***** Exercise materials *****
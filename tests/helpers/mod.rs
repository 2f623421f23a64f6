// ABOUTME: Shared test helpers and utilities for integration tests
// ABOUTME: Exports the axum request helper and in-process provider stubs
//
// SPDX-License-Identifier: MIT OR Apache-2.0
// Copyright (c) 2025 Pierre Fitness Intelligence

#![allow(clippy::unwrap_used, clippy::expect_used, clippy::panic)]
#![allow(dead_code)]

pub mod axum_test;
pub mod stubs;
*****
◆ What is being asked
Print all entries again, exactly.

◆ Solution for this problem
filename tests/helpers/mod.rs
repository 2f623421f23a64f6
// ABOUTME: Shared test helpers and utilities for integration tests
// ABOUTME: Exports the axum request helper and in-process provider stubs
//
// SPDX-License-Identifier: MIT OR Apache-2.0
// Copyright (c) 2025 Pierre Fitness Intelligence

#![allow(clippy::unwrap_used, clippy::expect_used, clippy::panic)]
#![allow(dead_code)]

pub mod axum_test;
pub mod stubs;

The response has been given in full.